Items from a data source
-------

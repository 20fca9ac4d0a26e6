//! Chart Model
//! Backend-neutral description of every chart the analysis draws.

use super::palette::{self, Rgb};
use crate::data::UNIX_EPOCH_DAYS_FROM_CE;
use crate::stats::{AreaTrends, PivotTable, Trend};
use chrono::{Datelike, NaiveDate};

/// How x values of a line chart turn into tick labels.
#[derive(Debug, Clone, Copy, PartialEq, Eq)]
pub enum XScale {
    /// Days since 1970-01-01, labelled `YYYY-MM`.
    Dates,
    /// Month numbers, one tick per month 1..=12.
    Months,
}

/// One named polyline.
#[derive(Debug, Clone, PartialEq)]
pub struct PlotSeries {
    pub name: String,
    pub color: Rgb,
    pub points: Vec<(f64, f64)>,
    pub markers: bool,
}

#[derive(Debug, Clone, PartialEq)]
pub enum ChartKind {
    Line {
        series: Vec<PlotSeries>,
        x_scale: XScale,
    },
    /// Categories sit at x = 0, 1, 2, ...
    Bar {
        categories: Vec<String>,
        values: Vec<f64>,
    },
    /// `cells[row][column]`; the first row is drawn on top.
    Heatmap {
        rows: Vec<String>,
        columns: Vec<String>,
        cells: Vec<Vec<Option<f64>>>,
    },
}

#[derive(Debug, Clone, PartialEq)]
pub struct Chart {
    pub title: String,
    pub x_label: String,
    pub y_label: String,
    pub rotate_x_labels: bool,
    pub legend: bool,
    pub kind: ChartKind,
}

pub fn date_to_x(date: NaiveDate) -> f64 {
    (date.num_days_from_ce() - UNIX_EPOCH_DAYS_FROM_CE) as f64
}

pub fn x_to_date(x: f64) -> Option<NaiveDate> {
    if !x.is_finite() || x.abs() > i32::MAX as f64 / 2.0 {
        return None;
    }
    NaiveDate::from_num_days_from_ce_opt(x.round() as i32 + UNIX_EPOCH_DAYS_FROM_CE)
}

/// Widest date span, in days, that still gets month marks.
const MAX_MARK_SPAN_DAYS: f64 = 365.0 * 200.0;

/// Grid marks on the first day of every month within `[lo, hi]`, as `(x, step_days)`.
///
/// January carries a yearly step and quarter starts a quarterly one, so a
/// crowded axis keeps only those labels.
pub fn month_marks(lo: f64, hi: f64) -> Vec<(f64, f64)> {
    if hi - lo > MAX_MARK_SPAN_DAYS || x_to_date(hi).is_none() {
        return Vec::new();
    }
    let Some(start) = x_to_date(lo) else {
        return Vec::new();
    };

    let mut marks = Vec::new();
    let (mut year, mut month) = (start.year(), start.month());
    while let Some(first) = NaiveDate::from_ymd_opt(year, month, 1) {
        let x = date_to_x(first);
        if x > hi {
            break;
        }
        if x >= lo {
            let step = match month {
                1 => 365.0,
                4 | 7 | 10 => 91.0,
                _ => 30.0,
            };
            marks.push((x, step));
        }
        month += 1;
        if month > 12 {
            month = 1;
            year += 1;
        }
    }
    marks
}

fn trend_points(trend: &Trend) -> Vec<(f64, f64)> {
    trend.iter().map(|(d, v)| (date_to_x(*d), *v)).collect()
}

/// Category label when `value` lands on an integer position.
fn category_at(labels: &[String], value: f64) -> String {
    let rounded = value.round();
    if (value - rounded).abs() > 1e-6 || rounded < 0.0 {
        return String::new();
    }
    labels.get(rounded as usize).cloned().unwrap_or_default()
}

impl Chart {
    pub fn overall_trend(trend: &Trend) -> Self {
        Self {
            title: "Average Unemployment Rate (%) in India Over Time".to_string(),
            x_label: "Date".to_string(),
            y_label: "Unemployment Rate (%)".to_string(),
            rotate_x_labels: true,
            legend: false,
            kind: ChartKind::Line {
                series: vec![PlotSeries {
                    name: "Average".to_string(),
                    color: palette::series_color(0),
                    points: trend_points(trend),
                    markers: false,
                }],
                x_scale: XScale::Dates,
            },
        }
    }

    pub fn area_trends(trends: &AreaTrends) -> Self {
        Self {
            title: "Unemployment Rate: Urban vs Rural".to_string(),
            x_label: "Date".to_string(),
            y_label: "Unemployment Rate (%)".to_string(),
            rotate_x_labels: true,
            legend: true,
            kind: ChartKind::Line {
                series: vec![
                    PlotSeries {
                        name: "Urban".to_string(),
                        color: palette::URBAN_COLOR,
                        points: trend_points(&trends.urban),
                        markers: false,
                    },
                    PlotSeries {
                        name: "Rural".to_string(),
                        color: palette::RURAL_COLOR,
                        points: trend_points(&trends.rural),
                        markers: false,
                    },
                ],
                x_scale: XScale::Dates,
            },
        }
    }

    pub fn top_regions(top: &[(String, f64)], n: usize) -> Self {
        Self {
            title: format!("Top {} States by Average Unemployment Rate (%)", n),
            x_label: "State".to_string(),
            y_label: "Average Unemployment Rate (%)".to_string(),
            rotate_x_labels: true,
            legend: false,
            kind: ChartKind::Bar {
                categories: top.iter().map(|(region, _)| region.clone()).collect(),
                values: top.iter().map(|(_, mean)| *mean).collect(),
            },
        }
    }

    pub fn seasonality(monthly: &[(u32, f64)]) -> Self {
        Self {
            title: "Average Unemployment Rate (%) by Month (Seasonality Check)".to_string(),
            x_label: "Month".to_string(),
            y_label: "Average Unemployment Rate (%)".to_string(),
            rotate_x_labels: false,
            legend: false,
            kind: ChartKind::Line {
                series: vec![PlotSeries {
                    name: "Monthly average".to_string(),
                    color: palette::series_color(0),
                    points: monthly.iter().map(|(m, v)| (*m as f64, *v)).collect(),
                    markers: true,
                }],
                x_scale: XScale::Months,
            },
        }
    }

    pub fn heatmap(pivot: &PivotTable) -> Self {
        Self {
            title: "Unemployment Rate (%) by State and Month".to_string(),
            x_label: "Year-Month".to_string(),
            y_label: "State".to_string(),
            rotate_x_labels: true,
            legend: false,
            kind: ChartKind::Heatmap {
                rows: pivot.rows.clone(),
                columns: pivot.columns.iter().map(|c| c.to_string()).collect(),
                cells: pivot.cells.clone(),
            },
        }
    }

    /// File-name friendly form of the title.
    pub fn slug(&self) -> String {
        let mut slug = String::with_capacity(self.title.len());
        for c in self.title.chars() {
            if c.is_ascii_alphanumeric() {
                slug.push(c.to_ascii_lowercase());
            } else if !slug.is_empty() && !slug.ends_with('_') {
                slug.push('_');
            }
        }
        slug.trim_end_matches('_').to_string()
    }

    /// Tick label for an x position.
    pub fn x_tick_label(&self, x: f64) -> String {
        match &self.kind {
            ChartKind::Line {
                x_scale: XScale::Dates,
                ..
            } => x_to_date(x)
                .map(|d| format!("{:04}-{:02}", d.year(), d.month()))
                .unwrap_or_default(),
            ChartKind::Line {
                x_scale: XScale::Months,
                ..
            } => {
                let rounded = x.round();
                if (x - rounded).abs() < 1e-6 && (1.0..=12.0).contains(&rounded) {
                    format!("{}", rounded as u32)
                } else {
                    String::new()
                }
            }
            ChartKind::Bar { categories, .. } => category_at(categories, x),
            ChartKind::Heatmap { columns, .. } => category_at(columns, x),
        }
    }

    /// Tick label for a y position. Only heatmaps have categorical rows.
    pub fn y_tick_label(&self, y: f64) -> String {
        match &self.kind {
            ChartKind::Heatmap { rows, .. } => {
                let rounded = y.round();
                if (y - rounded).abs() > 1e-6 || rounded < 0.0 || rounded as usize >= rows.len() {
                    return String::new();
                }
                let flipped = (rows.len() - 1 - rounded as usize) as f64;
                category_at(rows, flipped)
            }
            _ => format!("{:.1}", y),
        }
    }

    /// Data extent along x, with a small margin.
    pub fn x_range(&self) -> (f64, f64) {
        match &self.kind {
            ChartKind::Line {
                series,
                x_scale: XScale::Months,
            } => {
                let (lo, hi) = extent(series.iter().flat_map(|s| s.points.iter().map(|p| p.0)));
                (lo.min(1.0) - 0.5, hi.max(12.0) + 0.5)
            }
            ChartKind::Line { series, .. } => {
                let (lo, hi) = extent(series.iter().flat_map(|s| s.points.iter().map(|p| p.0)));
                pad(lo, hi, 0.02)
            }
            ChartKind::Bar { categories, .. } => (-0.5, categories.len().max(1) as f64 - 0.5),
            ChartKind::Heatmap { columns, .. } => (-0.5, columns.len().max(1) as f64 - 0.5),
        }
    }

    /// Data extent along y, with a small margin. Bars always start at zero.
    pub fn y_range(&self) -> (f64, f64) {
        match &self.kind {
            ChartKind::Line { series, .. } => {
                let (lo, hi) = extent(series.iter().flat_map(|s| s.points.iter().map(|p| p.1)));
                pad(lo, hi, 0.05)
            }
            ChartKind::Bar { values, .. } => {
                let (_, hi) = extent(values.iter().copied());
                let top = if hi.is_finite() && hi > 0.0 { hi * 1.1 } else { 1.0 };
                (0.0, top)
            }
            ChartKind::Heatmap { rows, .. } => (-0.5, rows.len().max(1) as f64 - 0.5),
        }
    }

    /// Smallest and largest heatmap cell, if any.
    pub fn value_range(&self) -> Option<(f64, f64)> {
        let ChartKind::Heatmap { cells, .. } = &self.kind else {
            return None;
        };
        let values = cells.iter().flatten().filter_map(|v| *v);
        let (lo, hi) = extent(values);
        (lo <= hi).then_some((lo, hi))
    }
}

/// Min and max of the finite values. `(INF, -INF)` when there are none.
fn extent(values: impl Iterator<Item = f64>) -> (f64, f64) {
    values
        .filter(|v| v.is_finite())
        .fold((f64::INFINITY, f64::NEG_INFINITY), |(lo, hi), v| {
            (lo.min(v), hi.max(v))
        })
}

fn pad(lo: f64, hi: f64, fraction: f64) -> (f64, f64) {
    if lo > hi {
        return (0.0, 1.0);
    }
    let span = (hi - lo).max(1.0);
    (lo - span * fraction, hi + span * fraction)
}

#[cfg(test)]
mod tests {
    use super::*;
    use crate::data::YearMonth;

    fn date(y: i32, m: u32, d: u32) -> NaiveDate {
        NaiveDate::from_ymd_opt(y, m, d).unwrap()
    }

    #[test]
    fn dates_map_to_epoch_days() {
        assert_eq!(date_to_x(date(1970, 1, 1)), 0.0);
        assert_eq!(date_to_x(date(1970, 1, 11)), 10.0);
        assert_eq!(x_to_date(date_to_x(date(2020, 3, 1))), Some(date(2020, 3, 1)));
    }

    #[test]
    fn month_marks_fall_on_first_days() {
        let marks = month_marks(date_to_x(date(2019, 11, 15)), date_to_x(date(2020, 4, 1)));

        let dates: Vec<NaiveDate> = marks.iter().filter_map(|(x, _)| x_to_date(*x)).collect();
        assert_eq!(
            dates,
            vec![
                date(2019, 12, 1),
                date(2020, 1, 1),
                date(2020, 2, 1),
                date(2020, 3, 1),
                date(2020, 4, 1),
            ]
        );
        let steps: Vec<f64> = marks.iter().map(|(_, step)| *step).collect();
        assert_eq!(steps, vec![30.0, 365.0, 30.0, 30.0, 91.0]);
        assert!(month_marks(0.0, MAX_MARK_SPAN_DAYS * 2.0).is_empty());
    }

    #[test]
    fn overall_trend_chart() {
        let trend = vec![(date(2019, 5, 31), 8.0), (date(2019, 6, 30), 9.5)];

        let chart = Chart::overall_trend(&trend);

        assert_eq!(chart.title, "Average Unemployment Rate (%) in India Over Time");
        assert_eq!(chart.x_label, "Date");
        assert_eq!(chart.y_label, "Unemployment Rate (%)");
        assert!(chart.rotate_x_labels);
        let ChartKind::Line { series, x_scale } = &chart.kind else {
            panic!("expected a line chart");
        };
        assert_eq!(*x_scale, XScale::Dates);
        assert_eq!(series.len(), 1);
        assert_eq!(series[0].points[1], (date_to_x(date(2019, 6, 30)), 9.5));
        assert_eq!(chart.x_tick_label(date_to_x(date(2019, 6, 30))), "2019-06");
    }

    #[test]
    fn area_chart_has_two_named_series() {
        let trends = AreaTrends {
            urban: vec![(date(2020, 1, 31), 10.0)],
            rural: vec![(date(2020, 1, 31), 6.0), (date(2020, 2, 29), 7.0)],
        };

        let chart = Chart::area_trends(&trends);

        assert_eq!(chart.title, "Unemployment Rate: Urban vs Rural");
        assert!(chart.legend);
        let ChartKind::Line { series, .. } = &chart.kind else {
            panic!("expected a line chart");
        };
        let names: Vec<&str> = series.iter().map(|s| s.name.as_str()).collect();
        assert_eq!(names, vec!["Urban", "Rural"]);
        assert_eq!(series[1].points.len(), 2);
    }

    #[test]
    fn top_regions_bar_chart() {
        let top = vec![("Tripura".to_string(), 28.0), ("Haryana".to_string(), 26.0)];

        let chart = Chart::top_regions(&top, 5);

        assert_eq!(chart.title, "Top 5 States by Average Unemployment Rate (%)");
        assert_eq!(chart.x_label, "State");
        assert_eq!(chart.y_label, "Average Unemployment Rate (%)");
        assert_eq!(chart.x_tick_label(1.0), "Haryana");
        assert_eq!(chart.x_tick_label(0.5), "");
        assert_eq!(chart.x_tick_label(2.0), "");
        assert_eq!(chart.y_range().0, 0.0);
    }

    #[test]
    fn seasonality_ticks_are_month_numbers() {
        let chart = Chart::seasonality(&[(1, 5.0), (6, 7.5)]);

        assert_eq!(
            chart.title,
            "Average Unemployment Rate (%) by Month (Seasonality Check)"
        );
        assert_eq!(chart.x_label, "Month");
        assert_eq!(chart.y_label, "Average Unemployment Rate (%)");
        assert_eq!(chart.x_tick_label(6.0), "6");
        assert_eq!(chart.x_tick_label(13.0), "");
        assert_eq!(chart.x_range(), (0.5, 12.5));
        let ChartKind::Line { series, .. } = &chart.kind else {
            panic!("expected a line chart");
        };
        assert!(series[0].markers);
    }

    #[test]
    fn heatmap_rows_top_down() {
        let pivot = PivotTable {
            rows: vec!["Assam".into(), "Bihar".into(), "Goa".into()],
            columns: vec![
                YearMonth { year: 2020, month: 1 },
                YearMonth { year: 2020, month: 2 },
            ],
            cells: vec![
                vec![Some(1.0), None],
                vec![Some(2.0), Some(3.0)],
                vec![None, Some(9.0)],
            ],
        };

        let chart = Chart::heatmap(&pivot);

        assert_eq!(chart.title, "Unemployment Rate (%) by State and Month");
        assert_eq!(chart.x_label, "Year-Month");
        assert_eq!(chart.y_label, "State");
        assert_eq!(chart.x_tick_label(1.0), "2020-02");
        assert_eq!(chart.y_tick_label(2.0), "Assam");
        assert_eq!(chart.y_tick_label(0.0), "Goa");
        assert_eq!(chart.value_range(), Some((1.0, 9.0)));
    }

    #[test]
    fn slug_from_title() {
        let chart = Chart::top_regions(&[], 5);
        assert_eq!(chart.slug(), "top_5_states_by_average_unemployment_rate");
    }
}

-------

What is expected = In the entries above, find each line containing the string "flipped" and copy it.

Result of the exercise =
                let flipped = (rows.len() - 1 - rounded as usize) as f64;
                category_at(rows, flipped)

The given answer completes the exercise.